肾素-血管紧张素系统(RAS)在心血管和代谢病中发挥重要作用，近年证实RAS.中存在内源性拮抗ACE/AngII/AT1R 的系统ACE2/Ang1-7/Mas, 脂肪组织也存在这两套RAS，.但肥胖时脂肪RAS 变化特征及拮抗RAS 对脂肪功能的影响尚不清楚。我们最近证实肥胖病.人和大鼠的内脏脂肪RAS 激活，予血管紧张素Ⅱ受体拮抗剂（ARB） 能明显减少脂肪生成。我们提出肥胖时脂肪RAS 激活，打破了脂肪ACE/AngII/AT1R 和ACE2/Ang1-7/Mas 之间的内在平衡，导致脂肪细胞重塑和炎症反应，拮抗脂肪RAS 可恢复其内在平衡。为证实上述假设，本研究建立高脂诱导的肥胖性小鼠模型，从整体、细胞和分水平观察脂肪组织和脂肪细胞RAS 的变化特征，并明确干预脂肪RAS 能否改善其内在平衡，恢复脂肪细胞的功能。本研究可为肥胖相关性心血管及代谢病的治疗提供新的思路。

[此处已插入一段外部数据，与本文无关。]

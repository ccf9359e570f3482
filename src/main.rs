//! CLI tool to inspect and edit lighttpd vhost configuration files.

use std::fs;
use std::process::ExitCode;

use tracing_subscriber::{layer::SubscriberExt, util::SubscriberInitExt};

use vhostfile_rs::VHostStore;

fn usage() -> ExitCode {
    eprintln!("Usage: vhostfile <command> <file> [name]");
    eprintln!();
    eprintln!("Commands:");
    eprintln!("  list               List vhosts in the file");
    eprintln!("  fmt                Render the file in canonical form to stdout");
    eprintln!("  check              Check if the file is in canonical form");
    eprintln!("  enable <name>      Enable a vhost (uncomment its block)");
    eprintln!("  disable <name>     Disable a vhost (comment its block out)");
    eprintln!("  remove <name>      Delete a vhost from the file");
    eprintln!();
    eprintln!("Examples:");
    eprintln!("  vhostfile list /etc/lighttpd/conf-enabled/50-vhosts.conf");
    eprintln!("  vhostfile disable /etc/lighttpd/conf-enabled/50-vhosts.conf staging.example.com");
    ExitCode::from(2)
}

fn main() -> ExitCode {
    tracing_subscriber::registry()
        .with(tracing_subscriber::fmt::layer().with_writer(std::io::stderr))
        .with(tracing_subscriber::EnvFilter::from_default_env())
        .init();

    let args: Vec<String> = std::env::args().collect();

    if args.len() < 3 || args[1] == "--help" || args[1] == "-h" {
        return usage();
    }

    let command = args[1].as_str();
    let path = args[2].as_str();

    match command {
        "list" => {
            let content = match fs::read_to_string(path) {
                Ok(content) => content,
                Err(err) => {
                    eprintln!("{path}: {err}");
                    return ExitCode::FAILURE;
                }
            };
            for vhost in vhostfile_rs::parse(&content) {
                let marker = if vhost.enabled { " " } else { "#" };
                println!("{marker} {} -> {}", vhost.server_name, vhost.document_root);
            }
            ExitCode::SUCCESS
        }
        "fmt" => {
            let content = match fs::read_to_string(path) {
                Ok(content) => content,
                Err(err) => {
                    eprintln!("{path}: {err}");
                    return ExitCode::FAILURE;
                }
            };
            print!("{}", vhostfile_rs::render(&vhostfile_rs::parse(&content)));
            ExitCode::SUCCESS
        }
        "check" => {
            let content = match fs::read_to_string(path) {
                Ok(content) => content,
                Err(err) => {
                    eprintln!("{path}: {err}");
                    return ExitCode::FAILURE;
                }
            };
            if vhostfile_rs::render(&vhostfile_rs::parse(&content)) == content {
                eprintln!("{path}: canonical");
                ExitCode::SUCCESS
            } else {
                eprintln!("{path}: not canonical");
                ExitCode::FAILURE
            }
        }
        "enable" | "disable" | "remove" => {
            let Some(name) = args.get(3) else {
                return usage();
            };
            let store = VHostStore::new(path);
            let result = match command {
                "enable" => store.set_enabled(name, true),
                "disable" => store.set_enabled(name, false),
                _ => store.remove(name),
            };
            match result {
                Ok(true) => {
                    eprintln!("{path}: {command}d {name}");
                    ExitCode::SUCCESS
                }
                Ok(false) => {
                    eprintln!("{path}: no vhost named {name}");
                    ExitCode::FAILURE
                }
                Err(err) => {
                    eprintln!("{path}: {err}");
                    ExitCode::FAILURE
                }
            }
        }
        _ => {
            eprintln!("Unknown command: {command}");
            usage()
        }
    }
}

本课题按研究计划完成了对高脂膳食诱导肥胖动物模型的病理生理特征、脂肪病变特征、脂肪组织肾素－血管紧张素系统（RAS）组分、脂肪组织脂肪因子表达情况以及血管紧张素Ⅱ受体拮抗剂(ARB)对高脂膳食诱导肥胖动物模型脂肪重塑影响的观察。本课题研究发现，高脂膳食诱导肥胖动物模型内脏脂肪量、脂肪细胞平均面积均显著增加，内脏脂肪血管紧张素Ⅱ浓度及血管紧张素原（AGT）、血管紧张素转换酶（ACE）、血管紧张素受体1（AT1）mRNA、血管紧张素受体1（AT1）蛋白的表达显著上调，RAS拮抗剂替米沙坦可显著降低内脏脂肪比例和脂肪面积。但由于在实验动物脂肪组织中未能检出血管紧张素转换酶2（ACE2）及血管紧张素Ⅱ受体（ATⅡ）mRNA表达，原计划探索通过ACE2途径调节脂肪重塑的研究内容需要进行调整，结合本课题研究中发现ARB可改善脂肪重塑，进一步观察了干预脂肪RAS对肥胖动物模型的脂肪过氧化物酶体增生物激活受体(PPAR)的影响及其与脂肪重塑的作用。同时，在实验研究基础上，开展了一项随机对照、双盲、双模拟临床干预注册研究（HOT-ACME， NCT00538486），对非糖尿病肥胖型高血压进行为期24周的治疗干预以评价ARB对内脏脂肪堆积的干预作用。本课题研究发现，肥胖可致实验动物脂肪重塑和RAS激活，而RAS抑制剂替米沙坦可通过激活PPARδ减轻脂肪重塑、降低肥胖型自发性高血压(SHR)大鼠血压（Hypertension, 55(4):869-879)，并在临床实践中证实ARB干预可改善肥胖型高血压患者糖代谢紊乱、降低尿微量白蛋白，ARB联合二甲双胍干预后改善内脏脂肪堆积、代谢紊乱及降低炎症因子（J Hypertens, 30(7):1430-1439）, 为通过干预RAS系统改善脂肪重塑防治肥胖型高血压提供了理论依据。.本课题研究结果已发表2篇SCI论文，撰写述评1篇（2012欧洲肥胖和难治性高血压共识声明解读。中国医学前沿杂志(电子版), 04(8): 56-59），并受邀发表国内学术会议专题报告3篇。